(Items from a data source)

++++++++++++++++++++

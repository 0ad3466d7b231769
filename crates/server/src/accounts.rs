//! Transfer endpoints

use api_types::{
    account::{AccountNew, AccountView},
    query::DateQuery,
    record::{Created, Deleted, RecordId},
};
use axum::{
    Json,
    extract::{
        Query, State,
        rejection::{JsonRejection, QueryRejection},
    },
};
use engine::{Channel, Direction, NewTransfer};

use crate::{
    ServerError,
    server::{AppState, day_or_today},
};

pub async fn list(
    State(state): State<AppState>,
    query: Result<Query<DateQuery>, QueryRejection>,
) -> Result<Json<Vec<AccountView>>, ServerError> {
    let Query(query) = query?;
    let transfers = state.ledger.transfers(day_or_today(query.date)).await?;
    Ok(Json(transfers.iter().map(AccountView::from).collect()))
}

pub async fn add(
    State(state): State<AppState>,
    payload: Result<Json<AccountNew>, JsonRejection>,
) -> Result<Json<Created>, ServerError> {
    let Json(payload) = payload?;
    let transfer = NewTransfer {
        date: day_or_today(payload.date),
        direction: Direction::try_from(payload.direction.as_str())?,
        channel: Channel::try_from(payload.payment_mode.as_str())?,
        from_holder: payload.holder,
        from_source: payload.bank,
        from_account_ref: payload.acc_num,
        to_holder: payload.ben_name,
        to_source: payload.to_bank,
        to_account_ref: payload.to_acc_num,
        amount: payload.amount,
    };

    let transfer = state.ledger.add_transfer(transfer).await?;
    Ok(Json(Created { id: transfer.id }))
}

pub async fn delete(
    State(state): State<AppState>,
    payload: Result<Json<RecordId>, JsonRejection>,
) -> Result<Json<Deleted>, ServerError> {
    let Json(payload) = payload?;
    let deleted = state.ledger.delete_transfer(payload.id).await?;
    Ok(Json(Deleted { deleted }))
}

++++++++++++++++++++

**Required action:** Exactly as given, restate all the lines above.

**Output for this exercise:**
repository 0ad3466d7b231769
filename crates/server/src/accounts.rs
//! Transfer endpoints

use api_types::{
    account::{AccountNew, AccountView},
    query::DateQuery,
    record::{Created, Deleted, RecordId},
};
use axum::{
    Json,
    extract::{
        Query, State,
        rejection::{JsonRejection, QueryRejection},
    },
};
use engine::{Channel, Direction, NewTransfer};

use crate::{
    ServerError,
    server::{AppState, day_or_today},
};

pub async fn list(
    State(state): State<AppState>,
    query: Result<Query<DateQuery>, QueryRejection>,
) -> Result<Json<Vec<AccountView>>, ServerError> {
    let Query(query) = query?;
    let transfers = state.ledger.transfers(day_or_today(query.date)).await?;
    Ok(Json(transfers.iter().map(AccountView::from).collect()))
}

pub async fn add(
    State(state): State<AppState>,
    payload: Result<Json<AccountNew>, JsonRejection>,
) -> Result<Json<Created>, ServerError> {
    let Json(payload) = payload?;
    let transfer = NewTransfer {
        date: day_or_today(payload.date),
        direction: Direction::try_from(payload.direction.as_str())?,
        channel: Channel::try_from(payload.payment_mode.as_str())?,
        from_holder: payload.holder,
        from_source: payload.bank,
        from_account_ref: payload.acc_num,
        to_holder: payload.ben_name,
        to_source: payload.to_bank,
        to_account_ref: payload.to_acc_num,
        amount: payload.amount,
    };

    let transfer = state.ledger.add_transfer(transfer).await?;
    Ok(Json(Created { id: transfer.id }))
}

pub async fn delete(
    State(state): State<AppState>,
    payload: Result<Json<RecordId>, JsonRejection>,
) -> Result<Json<Deleted>, ServerError> {
    let Json(payload) = payload?;
    let deleted = state.ledger.delete_transfer(payload.id).await?;
    Ok(Json(Deleted { deleted }))
}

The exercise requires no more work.